Saved data entries:
use chrono::NaiveDate;
use serde::{Deserialize, Serialize};
use std::collections::HashMap;
use std::fmt;

use crate::config::DEVELOPERS;
use crate::error::{TrackerError, TrackerResult};

pub const DATE_FORMAT: &str = "%Y-%m-%d";
pub const MIN_TITLE_LEN: usize = 5;

/// Kanban stage a task sits in
#[derive(Debug, Clone, Copy, PartialEq, Eq, Hash, PartialOrd, Ord, Serialize, Deserialize)]
pub enum Stage {
    #[serde(rename = "Backlog/A Fazer")]
    Backlog,
    #[serde(rename = "Em Desenvolvimento")]
    InDevelopment,
    #[serde(rename = "Code Review/QA")]
    Review,
    #[serde(rename = "Concluído")]
    Done,
}

impl Stage {
    pub const ALL: [Stage; 4] = [
        Stage::Backlog,
        Stage::InDevelopment,
        Stage::Review,
        Stage::Done,
    ];

    /// Text stored in the `status` column
    pub fn label(self) -> &'static str {
        match self {
            Stage::Backlog => "Backlog/A Fazer",
            Stage::InDevelopment => "Em Desenvolvimento",
            Stage::Review => "Code Review/QA",
            Stage::Done => "Concluído",
        }
    }

    pub fn from_label(label: &str) -> Option<Self> {
        Self::ALL.into_iter().find(|s| s.label() == label.trim())
    }

    /// Board column accent color
    pub fn accent(self) -> &'static str {
        match self {
            Stage::Backlog => "#EAB308",
            Stage::InDevelopment => "#3B82F6",
            Stage::Review => "#EC4899",
            Stage::Done => "#22C55E",
        }
    }

    pub fn is_terminal(self) -> bool {
        self == Stage::Done
    }
}

impl fmt::Display for Stage {
    fn fmt(&self, f: &mut fmt::Formatter<'_>) -> fmt::Result {
        f.pad(self.label())
    }
}

/// Category of work
#[derive(Debug, Clone, Copy, PartialEq, Eq, Hash, PartialOrd, Ord, Serialize, Deserialize)]
pub enum TaskKind {
    #[serde(rename = "Feature (Nova Funcionalidade)")]
    Feature,
    #[serde(rename = "Bugfix (Correção)")]
    Bugfix,
    #[serde(rename = "Refatoração")]
    Refactor,
    #[serde(rename = "Infraestrutura")]
    Infrastructure,
}

impl TaskKind {
    pub const ALL: [TaskKind; 4] = [
        TaskKind::Feature,
        TaskKind::Bugfix,
        TaskKind::Refactor,
        TaskKind::Infrastructure,
    ];

    pub fn label(self) -> &'static str {
        match self {
            TaskKind::Feature => "Feature (Nova Funcionalidade)",
            TaskKind::Bugfix => "Bugfix (Correção)",
            TaskKind::Refactor => "Refatoração",
            TaskKind::Infrastructure => "Infraestrutura",
        }
    }

    /// First word of the label, used on cards
    pub fn short_label(self) -> &'static str {
        self.label().split_whitespace().next().unwrap_or_default()
    }

    pub fn from_label(label: &str) -> Option<Self> {
        Self::ALL.into_iter().find(|k| k.label() == label.trim())
    }
}

impl fmt::Display for TaskKind {
    fn fmt(&self, f: &mut fmt::Formatter<'_>) -> fmt::Result {
        f.pad(self.label())
    }
}

#[derive(Debug, Clone, Copy, PartialEq, Eq, Hash, PartialOrd, Ord, Serialize, Deserialize)]
pub enum Priority {
    #[serde(rename = "🔴 Urgente")]
    Urgent,
    #[serde(rename = "🟡 Alta")]
    High,
    #[serde(rename = "🟢 Média")]
    Medium,
    #[serde(rename = "⚪ Baixa")]
    Low,
}

impl Priority {
    pub const ALL: [Priority; 4] = [
        Priority::Urgent,
        Priority::High,
        Priority::Medium,
        Priority::Low,
    ];

    pub fn label(self) -> &'static str {
        match self {
            Priority::Urgent => "🔴 Urgente",
            Priority::High => "🟡 Alta",
            Priority::Medium => "🟢 Média",
            Priority::Low => "⚪ Baixa",
        }
    }

    pub fn from_label(label: &str) -> Option<Self> {
        Self::ALL.into_iter().find(|p| p.label() == label.trim())
    }

    /// Urgent and high priority tasks are surfaced on the dashboard
    pub fn is_high(self) -> bool {
        matches!(self, Priority::Urgent | Priority::High)
    }
}

impl fmt::Display for Priority {
    fn fmt(&self, f: &mut fmt::Formatter<'_>) -> fmt::Result {
        f.pad(self.label())
    }
}

/// Task columns as they appear in the sheet header
#[derive(Debug, Clone, Copy, PartialEq, Eq)]
pub enum TaskField {
    Id,
    Title,
    Description,
    Assignee,
    Status,
    Kind,
    Priority,
    DueDate,
    Progress,
    CreatedAt,
}

impl TaskField {
    pub fn column(self) -> &'static str {
        match self {
            TaskField::Id => "id",
            TaskField::Title => "titulo",
            TaskField::Description => "descricao",
            TaskField::Assignee => "responsavel",
            TaskField::Status => "status",
            TaskField::Kind => "tipo",
            TaskField::Priority => "prioridade",
            TaskField::DueDate => "data_entrega",
            TaskField::Progress => "progresso",
            TaskField::CreatedAt => "data_criacao",
        }
    }
}

/// One row of the task sheet
#[derive(Debug, Clone, PartialEq, Serialize, Deserialize)]
pub struct Task {
    pub id: u32,
    pub title: String,
    pub description: String,
    pub assignee: String,
    pub status: Stage,
    pub kind: TaskKind,
    pub priority: Priority,
    pub due_date: Option<NaiveDate>,
    pub progress: u8,
    pub created_at: Option<NaiveDate>,
}

impl Task {
    /// Value of a sheet column, `None` for columns a task does not own
    pub fn field_value(&self, column: &str) -> Option<String> {
        let value = match column {
            "id" => self.id.to_string(),
            "titulo" => self.title.clone(),
            "descricao" => self.description.clone(),
            "responsavel" => self.assignee.clone(),
            "status" => self.status.label().to_string(),
            "tipo" => self.kind.label().to_string(),
            "prioridade" => self.priority.label().to_string(),
            "data_entrega" => format_date(self.due_date),
            "progresso" => self.progress.to_string(),
            "data_criacao" => format_date(self.created_at),
            _ => return None,
        };
        Some(value)
    }

    /// Row laid out in the order of `headers`; unknown headers get an empty cell
    pub fn to_row(&self, headers: &[String]) -> Vec<String> {
        headers
            .iter()
            .map(|h| self.field_value(h).unwrap_or_default())
            .collect()
    }

    /// Parse a header-keyed record, coercing types the lenient way.
    /// Returns `None` when the id is not a number.
    pub fn from_record(record: &HashMap<&str, &str>) -> Option<Task> {
        let get = |column: &str| record.get(column).copied().unwrap_or("").trim();

        let id = parse_id(get("id"))?;
        Some(Task {
            id,
            title: get("titulo").to_string(),
            description: get("descricao").to_string(),
            assignee: get("responsavel").to_string(),
            status: Stage::from_label(get("status")).unwrap_or(Stage::Backlog),
            kind: TaskKind::from_label(get("tipo")).unwrap_or(TaskKind::Feature),
            priority: Priority::from_label(get("prioridade")).unwrap_or(Priority::Medium),
            due_date: parse_date(get("data_entrega")),
            progress: parse_progress(get("progresso")),
            created_at: parse_date(get("data_criacao")),
        })
    }

    /// Days until the due date; `None` when undated
    pub fn days_remaining(&self, today: NaiveDate) -> Option<i64> {
        self.due_date.map(|due| (due - today).num_days())
    }

    pub fn is_done(&self) -> bool {
        self.status.is_terminal()
    }

    pub fn is_overdue(&self, today: NaiveDate) -> bool {
        !self.is_done() && self.due_date.is_some_and(|due| due < today)
    }

    /// Set status and progress together, honouring the completion rule
    pub fn set_progress(&mut self, status: Stage, progress: u8) {
        let progress = progress.min(100);
        self.progress = progress;
        self.status = apply_progress_rule(status, progress);
    }
}

/// A task that reaches 100% is done, whatever stage it was moved to
pub fn apply_progress_rule(status: Stage, progress: u8) -> Stage {
    if progress >= 100 { Stage::Done } else { status }
}

/// Ids are integers, but the sheet may hand back "3.0"
pub fn parse_id(raw: &str) -> Option<u32> {
    let raw = raw.trim();
    if let Ok(id) = raw.parse::<u32>() {
        return Some(id);
    }
    let value = raw.parse::<f64>().ok()?;
    if value.is_finite() && value >= 0.0 && value.fract() == 0.0 && value <= u32::MAX as f64 {
        Some(value as u32)
    } else {
        None
    }
}

/// Progress coerces to 0 when it is not a number and is clamped into 0..=100
pub fn parse_progress(raw: &str) -> u8 {
    match raw.trim().trim_end_matches('%').trim().parse::<f64>() {
        Ok(value) if value.is_finite() => value.round().clamp(0.0, 100.0) as u8,
        _ => 0,
    }
}

/// Accepts ISO dates, ISO datetimes and the dd/mm/yyyy form the sheet
/// renders USER_ENTERED dates in
pub fn parse_date(raw: &str) -> Option<NaiveDate> {
    let raw = raw.trim();
    if raw.is_empty() {
        return None;
    }
    let head = raw.get(..10).unwrap_or(raw);
    NaiveDate::parse_from_str(head, DATE_FORMAT)
        .or_else(|_| NaiveDate::parse_from_str(raw, "%d/%m/%Y"))
        .ok()
}

pub fn format_date(date: Option<NaiveDate>) -> String {
    date.map(|d| d.format(DATE_FORMAT).to_string())
        .unwrap_or_default()
}

/// Form input for a new task, before an id is assigned
#[derive(Debug, Clone, Deserialize)]
pub struct TaskDraft {
    pub title: String,
    #[serde(default)]
    pub description: String,
    pub assignee: String,
    pub kind: TaskKind,
    pub priority: Priority,
    pub status: Stage,
    pub due_date: NaiveDate,
}

impl TaskDraft {
    /// Check the form the way the creation page does
    pub fn validate(&self, today: NaiveDate) -> TrackerResult<()> {
        let title = self.title.trim();
        if title.is_empty() {
            return Err(TrackerError::Validation("The task title is required".to_string()));
        }
        if title.chars().count() < MIN_TITLE_LEN {
            return Err(TrackerError::Validation(format!(
                "The title must be at least {} characters long",
                MIN_TITLE_LEN
            )));
        }
        if !DEVELOPERS.contains(&self.assignee.as_str()) {
            return Err(TrackerError::Validation(format!(
                "Unknown developer '{}'",
                self.assignee
            )));
        }
        if self.due_date < today {
            return Err(TrackerError::Validation(
                "The due date cannot be in the past".to_string(),
            ));
        }
        Ok(())
    }

    pub fn into_task(self, id: u32, today: NaiveDate) -> Task {
        Task {
            id,
            title: self.title.trim().to_string(),
            description: self.description.trim().to_string(),
            assignee: self.assignee,
            status: self.status,
            kind: self.kind,
            priority: self.priority,
            due_date: Some(self.due_date),
            progress: 0,
            created_at: Some(today),
        }
    }
}

/// Default dataset written when the sheet is empty or corrupt
pub fn seed_tasks(today: NaiveDate) -> Vec<Task> {
    let rows: [(&str, &str, &str, Stage, TaskKind, Priority, (i32, u32, u32), u8); 5] = [
        (
            "Landing Page Vestibular",
            "Criar página responsiva para captação de alunos",
            "Pedro",
            Stage::Done,
            TaskKind::Feature,
            Priority::Medium,
            (2025, 12, 1),
            100,
        ),
        (
            "Correção Menu Mobile",
            "Ajustar menu collapse no mobile",
            "Israel",
            Stage::InDevelopment,
            TaskKind::Bugfix,
            Priority::Urgent,
            (2025, 11, 25),
            60,
        ),
        (
            "API de Notas",
            "Desenvolver API REST para consulta de notas",
            "Vinícius",
            Stage::Review,
            TaskKind::Feature,
            Priority::High,
            (2025, 11, 30),
            90,
        ),
        (
            "Otimização de SEO",
            "Melhorar ranqueamento no Google",
            "Eduardo",
            Stage::Backlog,
            TaskKind::Refactor,
            Priority::Low,
            (2025, 12, 15),
            0,
        ),
        (
            "Migração de Servidor",
            "Migrar para servidor AWS",
            "Pedro",
            Stage::Backlog,
            TaskKind::Infrastructure,
            Priority::High,
            (2026, 1, 10),
            10,
        ),
    ];

    rows.into_iter()
        .enumerate()
        .map(
            |(i, (title, description, assignee, status, kind, priority, (y, m, d), progress))| Task {
                id: i as u32 + 1,
                title: title.to_string(),
                description: description.to_string(),
                assignee: assignee.to_string(),
                status,
                kind,
                priority,
                due_date: NaiveDate::from_ymd_opt(y, m, d),
                progress,
                created_at: Some(today),
            },
        )
        .collect()
}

**TASK:** Your answer should hold every line of the entries that contains the string "find".

**OUTPUT FOR THIS EXERCISE:**
        Self::ALL.into_iter().find(|s| s.label() == label.trim())
        Self::ALL.into_iter().find(|k| k.label() == label.trim())
        Self::ALL.into_iter().find(|p| p.label() == label.trim())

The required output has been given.